Keywords: fiction, ages 8+, fantasy, slice of life, light-hearted, coming of age/growing up, 13-year-old female protagonist, talking animal sidekick, magic, quirky, funny, inspired a movie!
When you see a movie before reading the book it’s based on, it can change what you expect from the book. I first saw Kiki’s Delivery Service as a film when I was a kid. It’s one of my favourite movies ever and I’ve watched it dozens, maybe even hundreds of times! So when I picked up the original book Kiki’s Delivery Service by Eiko Kadono (and translated from Japanese to English by Emily Balistrieri), all I could think about was the movie. How similar is the movie to the book? What things did the movie leave out from the original story?
Comparing the book to the film is fun, but it can be a little unfair. After all, the book deserves to be read and enjoyed for its own niceness, not because it happened to inspire a nice movie! So, I will try to talk about the book first – only the book.

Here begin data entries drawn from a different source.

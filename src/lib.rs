//! textlens - text-analysis pipeline orchestrator with telemetry
//!
//! A fixed four-stage analysis pipeline (tokenization, embedding
//! generation, sentiment analysis, post-processing) with a
//! retry-with-backoff policy per stage and a bounded telemetry store.
//!
//! # Architecture
//!
//! - Each stage runs through [`RetryPolicy`], which sleeps an
//!   exponentially growing, clamped delay between attempts
//! - Stage and run outcomes feed [`MetricsStore`]: a FIFO history of
//!   the last 50 runs plus per-stage success/failure aggregates
//! - The model stages call out through the [`ModelBackend`] trait;
//!   the bundled implementation talks to a model server over HTTP
//!
//! # Modules
//!
//! - `adapters`: Model backend interface and HTTP implementation
//! - `core`: Orchestration logic (Orchestrator, RetryPolicy, MetricsStore)
//! - `domain`: Data structures (records, artifacts, results)
//! - `cli`: Command-line interface
//!
//! # Usage
//!
//! ```bash
//! # Analyze one text
//! textlens analyze "I love this food!"
//!
//! # Batch mode with a metrics summary at the end
//! textlens batch --input reviews.txt
//!
//! # Check the model backend
//! textlens health
//! ```

pub mod adapters;
pub mod cli;
pub mod config;
pub mod core;
pub mod domain;

// Re-export main types at crate root for convenience
pub use adapters::{HttpModelBackend, ModelBackend};
pub use config::{Config, ConfigError};
pub use core::{MetricsStore, MetricsSummary, Orchestrator, RetryPolicy, StageError};
pub use domain::{AnalysisResult, ExecutionRecord, RunStatus, StepOutcome, StepRecord};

The story starts with Kiki, a witch just about to turn 13. To be a proper witch, she needs to have a ‘coming-of-age day’: a tradition where 13-year-old witches go and live in a different town for a year and survive on their own magic. There’s a problem with magic, though. Over the years, witches have lost their knowledge of certain skills and spells. So now there are very few magical skills left. For example, Kiki’s mother Kokiri can make magical medicine (like her famous sneeze potion!), but she’s actually the last witch left in the world who knows how to do this properly. And while Kokiri tried to teach Kiki how to make magical medicine, the young girl hates it. Instead, Kiki has one magical skill that she truly loves: flying on her broomstick.
While she flies and does her magic, Kiki is accompanied by her little black cat Jiji. Kiki and Jiji grew up together and are constant companions. The wonderful thing is that Jiji can talk…but only to Kiki! Everyone else just hears meows. How amazing would it be to talk to cats and have them talk to you? I want to be a witch now!
So, Kiki and Jiji fly off to find a new town to live in. All Kiki wants is to see the sea for the very first time, so she looks for a town close to the ocean. And luckily, she finds one! The town of Koriko (lots of ‘K’ words in this book!) is a big seaside town with no witch living there yet. The rest of the story is about Kiki’s adventures in the town as she lives there (on her own!) for a whole year.
Kiki’s adventures are really fun to read! You see, this clever witch decides to run her own business – a delivery service, of course! So basically she flies around the town to deliver random things to people. And when I say ‘random things’, I mean it. I don’t want to spoil too much, but here are just a couple of things Kiki delivers:
– A trumpet
– A pair of underpants
– A pacifier
– New Year’s Eve
I won’t tell you how or why she delivered any of these things; you’ll need to find out for yourself!
So, what was it like reading this book? In a word: magical. I really enjoyed following Kiki’s growth into a true witch as she helped people around the town. My favorite part of the book was the characters, especially the two kids Kiki meets in Koriko. One is a boy who is obsessed with airplanes and looks like a dragonfly. The other is a girl who has interesting strategies when she wants to give a present to a boy she likes. It’s fun to see how Kiki interacts with kids her age, because it shows you just how different we can be from each-other. Just because you’re the same age as someone doesn’t mean you’re exactly the same!
I’d say the only thing I didn’t like too much was the book’s pacing (how quickly the story goes). Kiki arrives at the town, we’re told about some of her deliveries, then BAM! It has been a full year and pretty much the end of the book! I would have liked to hear more about her life during that one year.
Here’s the thing: there is a way to learn more about Kiki’s adventures and read about her life. There are actually sequels! However, we cannot read them – unless you’re fluent in Japanese. Yup, none of the other books in the Kiki’s Delivery Service series has been translated to English! Only the first one! So if anyone reading this review is fluent in Japanese, please read the other Kiki books and tell me about them. I’m super curious about what she does next!
By the time I finished reading the story, I completely forgot about the movie version. Both are really nice in their own ways and I recommend both!
This book has fantasy elements to it (of course! there’s a witch in it, after all!), but it’s also a slice-of-life sort of story. So, both fantasy fanatic Felipe and slice-of-life lover Jenny adore Kiki’s Delivery Service!